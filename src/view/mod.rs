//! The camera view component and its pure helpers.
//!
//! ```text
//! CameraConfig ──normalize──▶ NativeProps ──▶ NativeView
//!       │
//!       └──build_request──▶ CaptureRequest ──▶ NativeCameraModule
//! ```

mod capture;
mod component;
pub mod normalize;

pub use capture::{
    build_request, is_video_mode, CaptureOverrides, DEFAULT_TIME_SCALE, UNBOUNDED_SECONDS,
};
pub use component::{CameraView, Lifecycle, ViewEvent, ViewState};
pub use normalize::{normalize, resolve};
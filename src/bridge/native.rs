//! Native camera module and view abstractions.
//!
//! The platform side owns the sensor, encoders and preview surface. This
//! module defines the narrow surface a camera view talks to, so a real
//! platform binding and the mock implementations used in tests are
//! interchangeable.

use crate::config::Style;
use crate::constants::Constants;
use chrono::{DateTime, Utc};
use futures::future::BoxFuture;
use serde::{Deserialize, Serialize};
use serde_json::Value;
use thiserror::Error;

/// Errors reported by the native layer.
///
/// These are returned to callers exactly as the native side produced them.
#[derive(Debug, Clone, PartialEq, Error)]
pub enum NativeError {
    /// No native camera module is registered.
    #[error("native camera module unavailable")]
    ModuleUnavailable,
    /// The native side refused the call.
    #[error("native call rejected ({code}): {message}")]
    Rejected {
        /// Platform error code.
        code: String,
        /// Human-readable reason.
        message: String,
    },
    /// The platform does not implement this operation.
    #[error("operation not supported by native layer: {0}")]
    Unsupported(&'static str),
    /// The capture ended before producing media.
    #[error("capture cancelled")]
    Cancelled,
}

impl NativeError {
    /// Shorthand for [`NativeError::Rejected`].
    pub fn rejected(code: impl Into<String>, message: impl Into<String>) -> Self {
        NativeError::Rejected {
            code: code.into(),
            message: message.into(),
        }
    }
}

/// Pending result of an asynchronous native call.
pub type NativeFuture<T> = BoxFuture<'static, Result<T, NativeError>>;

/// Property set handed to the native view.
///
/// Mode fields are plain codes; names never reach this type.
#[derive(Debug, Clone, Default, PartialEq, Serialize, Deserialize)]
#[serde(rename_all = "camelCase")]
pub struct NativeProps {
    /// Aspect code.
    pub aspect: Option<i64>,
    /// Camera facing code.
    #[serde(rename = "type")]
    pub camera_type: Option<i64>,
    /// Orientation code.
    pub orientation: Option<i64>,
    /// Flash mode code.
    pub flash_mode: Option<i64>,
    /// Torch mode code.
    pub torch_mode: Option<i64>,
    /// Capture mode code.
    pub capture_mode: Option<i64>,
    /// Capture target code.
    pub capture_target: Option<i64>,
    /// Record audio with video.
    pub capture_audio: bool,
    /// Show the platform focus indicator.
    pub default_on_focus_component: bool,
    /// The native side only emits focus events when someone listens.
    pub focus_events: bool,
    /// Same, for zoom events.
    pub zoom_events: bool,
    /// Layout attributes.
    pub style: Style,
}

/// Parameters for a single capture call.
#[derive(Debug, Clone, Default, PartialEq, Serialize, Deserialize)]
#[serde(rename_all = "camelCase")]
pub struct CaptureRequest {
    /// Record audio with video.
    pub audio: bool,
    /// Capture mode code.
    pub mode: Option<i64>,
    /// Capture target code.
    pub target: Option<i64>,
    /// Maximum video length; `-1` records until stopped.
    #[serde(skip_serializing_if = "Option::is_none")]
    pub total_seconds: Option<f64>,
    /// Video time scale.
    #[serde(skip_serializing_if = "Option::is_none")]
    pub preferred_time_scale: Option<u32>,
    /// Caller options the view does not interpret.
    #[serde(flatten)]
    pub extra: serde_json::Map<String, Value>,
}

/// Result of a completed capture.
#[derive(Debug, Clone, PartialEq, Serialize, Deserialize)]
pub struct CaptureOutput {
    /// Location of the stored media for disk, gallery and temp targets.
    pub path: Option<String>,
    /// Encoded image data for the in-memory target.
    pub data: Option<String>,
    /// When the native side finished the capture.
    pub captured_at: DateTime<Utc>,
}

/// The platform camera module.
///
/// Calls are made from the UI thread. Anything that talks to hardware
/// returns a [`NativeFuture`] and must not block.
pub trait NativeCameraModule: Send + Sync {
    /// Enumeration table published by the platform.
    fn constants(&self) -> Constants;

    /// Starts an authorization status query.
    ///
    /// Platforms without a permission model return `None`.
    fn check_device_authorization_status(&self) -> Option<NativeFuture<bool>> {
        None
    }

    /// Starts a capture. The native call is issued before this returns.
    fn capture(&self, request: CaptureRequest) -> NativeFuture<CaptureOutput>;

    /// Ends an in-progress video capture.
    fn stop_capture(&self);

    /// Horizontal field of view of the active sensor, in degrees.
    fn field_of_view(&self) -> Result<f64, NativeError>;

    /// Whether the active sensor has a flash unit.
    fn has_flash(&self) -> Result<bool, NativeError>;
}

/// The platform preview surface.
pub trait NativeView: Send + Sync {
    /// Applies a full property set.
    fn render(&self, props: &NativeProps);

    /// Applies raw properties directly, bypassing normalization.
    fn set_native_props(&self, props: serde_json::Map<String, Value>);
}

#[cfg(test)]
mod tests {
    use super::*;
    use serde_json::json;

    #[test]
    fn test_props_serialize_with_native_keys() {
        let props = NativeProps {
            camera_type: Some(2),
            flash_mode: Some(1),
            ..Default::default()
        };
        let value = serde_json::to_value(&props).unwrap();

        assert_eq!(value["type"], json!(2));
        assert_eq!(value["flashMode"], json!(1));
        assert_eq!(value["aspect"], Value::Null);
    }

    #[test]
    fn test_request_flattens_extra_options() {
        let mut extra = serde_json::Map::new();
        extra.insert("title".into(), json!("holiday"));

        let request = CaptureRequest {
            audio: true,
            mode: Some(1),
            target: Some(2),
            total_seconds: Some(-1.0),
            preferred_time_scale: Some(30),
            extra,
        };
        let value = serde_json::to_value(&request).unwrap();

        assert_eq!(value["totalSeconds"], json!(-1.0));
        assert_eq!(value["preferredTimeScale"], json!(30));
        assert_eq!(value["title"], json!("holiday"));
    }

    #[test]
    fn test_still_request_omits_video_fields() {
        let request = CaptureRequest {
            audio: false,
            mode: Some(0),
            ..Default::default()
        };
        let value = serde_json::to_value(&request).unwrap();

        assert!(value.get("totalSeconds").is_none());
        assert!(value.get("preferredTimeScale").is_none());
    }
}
**********
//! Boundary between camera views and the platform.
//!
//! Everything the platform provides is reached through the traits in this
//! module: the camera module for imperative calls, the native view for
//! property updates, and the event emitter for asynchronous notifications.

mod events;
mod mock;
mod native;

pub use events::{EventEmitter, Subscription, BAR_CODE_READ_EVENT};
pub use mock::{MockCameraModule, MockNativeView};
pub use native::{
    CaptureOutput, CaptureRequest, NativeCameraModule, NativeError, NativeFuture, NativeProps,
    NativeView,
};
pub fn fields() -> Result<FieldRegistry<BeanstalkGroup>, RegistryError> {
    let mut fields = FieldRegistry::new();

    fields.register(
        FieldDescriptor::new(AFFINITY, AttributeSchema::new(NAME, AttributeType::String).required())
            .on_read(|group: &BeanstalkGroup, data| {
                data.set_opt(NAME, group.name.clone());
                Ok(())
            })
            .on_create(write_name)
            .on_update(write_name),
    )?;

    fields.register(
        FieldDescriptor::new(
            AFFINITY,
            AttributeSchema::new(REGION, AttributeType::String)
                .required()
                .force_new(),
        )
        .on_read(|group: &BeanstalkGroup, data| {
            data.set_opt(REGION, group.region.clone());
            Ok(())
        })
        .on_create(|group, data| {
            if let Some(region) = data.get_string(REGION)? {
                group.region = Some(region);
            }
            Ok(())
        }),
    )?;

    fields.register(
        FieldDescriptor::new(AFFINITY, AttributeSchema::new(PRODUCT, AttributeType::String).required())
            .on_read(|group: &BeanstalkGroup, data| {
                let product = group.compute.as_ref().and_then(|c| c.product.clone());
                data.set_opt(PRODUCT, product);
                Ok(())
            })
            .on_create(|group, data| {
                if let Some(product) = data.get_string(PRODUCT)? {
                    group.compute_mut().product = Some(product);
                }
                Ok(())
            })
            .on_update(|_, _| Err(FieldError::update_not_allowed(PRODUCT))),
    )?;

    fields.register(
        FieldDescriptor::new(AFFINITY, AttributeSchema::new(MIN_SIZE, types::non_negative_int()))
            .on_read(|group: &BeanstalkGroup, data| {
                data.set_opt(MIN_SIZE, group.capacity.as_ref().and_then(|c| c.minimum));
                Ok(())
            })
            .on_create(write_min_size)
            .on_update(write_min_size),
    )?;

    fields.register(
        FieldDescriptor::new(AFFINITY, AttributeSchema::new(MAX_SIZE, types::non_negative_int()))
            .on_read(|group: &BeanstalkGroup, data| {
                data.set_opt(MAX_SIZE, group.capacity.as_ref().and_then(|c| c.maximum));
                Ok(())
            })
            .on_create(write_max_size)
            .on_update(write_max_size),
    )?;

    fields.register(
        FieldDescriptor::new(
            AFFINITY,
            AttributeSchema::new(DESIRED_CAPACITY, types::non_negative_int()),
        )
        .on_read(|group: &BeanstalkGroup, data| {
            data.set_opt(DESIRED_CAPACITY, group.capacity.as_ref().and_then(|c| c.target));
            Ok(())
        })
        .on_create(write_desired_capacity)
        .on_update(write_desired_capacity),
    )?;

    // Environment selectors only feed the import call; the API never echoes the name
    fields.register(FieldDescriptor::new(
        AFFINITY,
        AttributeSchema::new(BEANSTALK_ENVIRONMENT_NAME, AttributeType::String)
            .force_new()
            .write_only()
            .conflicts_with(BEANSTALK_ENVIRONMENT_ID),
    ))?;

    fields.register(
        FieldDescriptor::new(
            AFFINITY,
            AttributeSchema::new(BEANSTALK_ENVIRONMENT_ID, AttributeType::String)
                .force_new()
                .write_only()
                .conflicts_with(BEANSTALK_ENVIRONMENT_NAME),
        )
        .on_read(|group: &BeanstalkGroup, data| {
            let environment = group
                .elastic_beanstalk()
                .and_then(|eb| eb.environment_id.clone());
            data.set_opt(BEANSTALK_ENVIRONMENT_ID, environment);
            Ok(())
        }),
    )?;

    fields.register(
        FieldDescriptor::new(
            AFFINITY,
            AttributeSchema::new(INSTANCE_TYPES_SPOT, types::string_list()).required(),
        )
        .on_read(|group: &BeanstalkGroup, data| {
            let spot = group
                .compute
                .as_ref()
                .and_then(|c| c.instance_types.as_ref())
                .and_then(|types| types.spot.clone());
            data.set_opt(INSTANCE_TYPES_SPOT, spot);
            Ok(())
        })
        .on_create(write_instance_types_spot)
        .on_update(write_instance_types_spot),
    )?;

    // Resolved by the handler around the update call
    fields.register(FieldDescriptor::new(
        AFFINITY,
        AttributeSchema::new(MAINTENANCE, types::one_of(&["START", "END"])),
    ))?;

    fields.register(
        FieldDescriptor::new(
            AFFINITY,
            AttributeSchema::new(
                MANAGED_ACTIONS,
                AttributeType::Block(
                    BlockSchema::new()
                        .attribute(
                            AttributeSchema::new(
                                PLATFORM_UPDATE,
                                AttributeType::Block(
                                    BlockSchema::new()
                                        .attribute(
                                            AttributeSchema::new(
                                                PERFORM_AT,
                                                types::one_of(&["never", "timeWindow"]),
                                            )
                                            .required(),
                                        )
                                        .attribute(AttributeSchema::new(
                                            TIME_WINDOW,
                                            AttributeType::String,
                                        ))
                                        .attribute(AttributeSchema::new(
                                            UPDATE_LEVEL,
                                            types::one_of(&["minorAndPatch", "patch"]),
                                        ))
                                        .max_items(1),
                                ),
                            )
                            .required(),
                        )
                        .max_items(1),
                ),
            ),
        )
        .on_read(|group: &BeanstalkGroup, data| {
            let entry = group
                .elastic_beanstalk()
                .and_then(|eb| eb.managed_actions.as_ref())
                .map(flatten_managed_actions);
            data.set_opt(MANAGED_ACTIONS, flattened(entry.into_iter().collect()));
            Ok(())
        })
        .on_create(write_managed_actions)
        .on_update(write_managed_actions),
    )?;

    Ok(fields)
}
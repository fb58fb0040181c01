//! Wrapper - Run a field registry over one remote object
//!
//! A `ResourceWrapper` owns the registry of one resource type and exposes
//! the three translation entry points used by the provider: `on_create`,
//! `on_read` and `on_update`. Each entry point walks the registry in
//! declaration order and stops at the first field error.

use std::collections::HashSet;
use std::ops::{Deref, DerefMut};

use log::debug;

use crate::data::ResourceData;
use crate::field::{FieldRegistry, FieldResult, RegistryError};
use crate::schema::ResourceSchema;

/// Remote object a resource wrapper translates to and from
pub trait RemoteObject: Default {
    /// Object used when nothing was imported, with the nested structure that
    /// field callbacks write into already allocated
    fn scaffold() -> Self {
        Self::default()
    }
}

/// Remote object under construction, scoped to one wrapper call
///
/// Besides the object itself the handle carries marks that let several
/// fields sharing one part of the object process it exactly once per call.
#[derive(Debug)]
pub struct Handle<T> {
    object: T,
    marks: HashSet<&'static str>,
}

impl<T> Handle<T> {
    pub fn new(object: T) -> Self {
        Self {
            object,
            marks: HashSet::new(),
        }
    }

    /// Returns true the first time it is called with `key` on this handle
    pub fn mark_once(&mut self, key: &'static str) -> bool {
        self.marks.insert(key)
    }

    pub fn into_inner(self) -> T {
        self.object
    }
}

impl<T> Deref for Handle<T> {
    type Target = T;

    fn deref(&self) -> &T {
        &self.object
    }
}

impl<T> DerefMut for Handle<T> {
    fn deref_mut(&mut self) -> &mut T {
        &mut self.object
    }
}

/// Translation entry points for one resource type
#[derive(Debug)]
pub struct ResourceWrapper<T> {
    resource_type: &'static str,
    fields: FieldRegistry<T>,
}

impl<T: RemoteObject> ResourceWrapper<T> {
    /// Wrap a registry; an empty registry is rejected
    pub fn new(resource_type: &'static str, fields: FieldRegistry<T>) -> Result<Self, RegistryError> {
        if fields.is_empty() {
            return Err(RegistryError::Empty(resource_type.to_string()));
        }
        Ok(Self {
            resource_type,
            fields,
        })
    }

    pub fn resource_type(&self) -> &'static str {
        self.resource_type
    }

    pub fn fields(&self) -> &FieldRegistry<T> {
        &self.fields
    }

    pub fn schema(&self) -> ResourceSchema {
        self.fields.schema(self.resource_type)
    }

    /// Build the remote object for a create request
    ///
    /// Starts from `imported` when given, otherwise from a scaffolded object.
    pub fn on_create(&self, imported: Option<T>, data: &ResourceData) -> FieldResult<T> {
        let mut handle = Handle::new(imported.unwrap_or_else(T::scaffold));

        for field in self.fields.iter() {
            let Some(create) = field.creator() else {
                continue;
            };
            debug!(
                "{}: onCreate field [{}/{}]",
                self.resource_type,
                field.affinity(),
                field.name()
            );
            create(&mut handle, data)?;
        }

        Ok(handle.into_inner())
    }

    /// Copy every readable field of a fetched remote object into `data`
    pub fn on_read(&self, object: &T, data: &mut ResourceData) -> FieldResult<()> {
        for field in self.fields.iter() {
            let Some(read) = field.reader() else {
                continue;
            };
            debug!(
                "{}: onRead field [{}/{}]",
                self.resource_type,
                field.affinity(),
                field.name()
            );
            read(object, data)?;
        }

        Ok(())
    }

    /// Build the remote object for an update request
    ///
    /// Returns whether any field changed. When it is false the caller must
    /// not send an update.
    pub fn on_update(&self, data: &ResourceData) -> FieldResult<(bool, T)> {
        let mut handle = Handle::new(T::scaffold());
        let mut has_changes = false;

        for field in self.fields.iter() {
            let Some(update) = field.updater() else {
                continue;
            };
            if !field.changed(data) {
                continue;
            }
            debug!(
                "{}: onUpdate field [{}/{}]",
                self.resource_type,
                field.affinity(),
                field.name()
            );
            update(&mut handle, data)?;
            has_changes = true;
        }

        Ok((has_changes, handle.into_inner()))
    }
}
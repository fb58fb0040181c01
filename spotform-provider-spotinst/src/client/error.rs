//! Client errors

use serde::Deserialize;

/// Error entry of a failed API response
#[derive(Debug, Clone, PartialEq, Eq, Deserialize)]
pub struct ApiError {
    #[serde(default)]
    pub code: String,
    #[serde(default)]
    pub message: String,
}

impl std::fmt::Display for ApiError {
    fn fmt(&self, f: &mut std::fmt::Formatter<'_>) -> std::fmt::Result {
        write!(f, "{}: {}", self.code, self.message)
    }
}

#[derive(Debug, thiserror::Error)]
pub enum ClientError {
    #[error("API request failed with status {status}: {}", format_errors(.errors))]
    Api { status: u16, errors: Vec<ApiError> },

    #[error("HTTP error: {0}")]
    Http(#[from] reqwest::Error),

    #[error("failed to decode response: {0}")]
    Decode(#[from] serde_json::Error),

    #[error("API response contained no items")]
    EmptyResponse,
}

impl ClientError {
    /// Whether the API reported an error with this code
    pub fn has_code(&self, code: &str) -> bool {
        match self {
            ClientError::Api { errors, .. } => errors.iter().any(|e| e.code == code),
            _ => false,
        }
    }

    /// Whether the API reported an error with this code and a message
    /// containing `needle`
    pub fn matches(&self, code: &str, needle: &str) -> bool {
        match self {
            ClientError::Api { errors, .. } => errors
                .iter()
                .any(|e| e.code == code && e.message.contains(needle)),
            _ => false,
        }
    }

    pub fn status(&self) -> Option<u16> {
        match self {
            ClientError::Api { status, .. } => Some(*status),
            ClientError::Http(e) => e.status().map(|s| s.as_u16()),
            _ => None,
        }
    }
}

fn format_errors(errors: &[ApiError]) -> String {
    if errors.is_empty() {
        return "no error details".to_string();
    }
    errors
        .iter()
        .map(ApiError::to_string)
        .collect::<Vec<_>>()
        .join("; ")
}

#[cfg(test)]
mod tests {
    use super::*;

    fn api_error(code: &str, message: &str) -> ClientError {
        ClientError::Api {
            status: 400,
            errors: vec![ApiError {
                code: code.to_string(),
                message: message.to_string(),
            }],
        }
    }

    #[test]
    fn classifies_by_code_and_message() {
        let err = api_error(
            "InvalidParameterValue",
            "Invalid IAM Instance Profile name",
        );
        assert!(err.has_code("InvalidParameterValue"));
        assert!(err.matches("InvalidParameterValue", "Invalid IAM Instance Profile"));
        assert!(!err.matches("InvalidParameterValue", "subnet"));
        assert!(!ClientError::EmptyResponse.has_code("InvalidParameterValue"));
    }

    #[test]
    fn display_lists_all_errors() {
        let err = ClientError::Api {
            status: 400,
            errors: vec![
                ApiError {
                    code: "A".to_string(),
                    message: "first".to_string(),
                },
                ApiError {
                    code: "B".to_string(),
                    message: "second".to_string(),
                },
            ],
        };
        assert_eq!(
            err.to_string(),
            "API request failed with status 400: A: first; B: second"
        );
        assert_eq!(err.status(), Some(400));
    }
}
**********
(Required work): Search the material above for the word "Constants", then copy each line that holds it.

(Result of this exercise):
use crate::constants::Constants;
    fn constants(&self) -> Constants;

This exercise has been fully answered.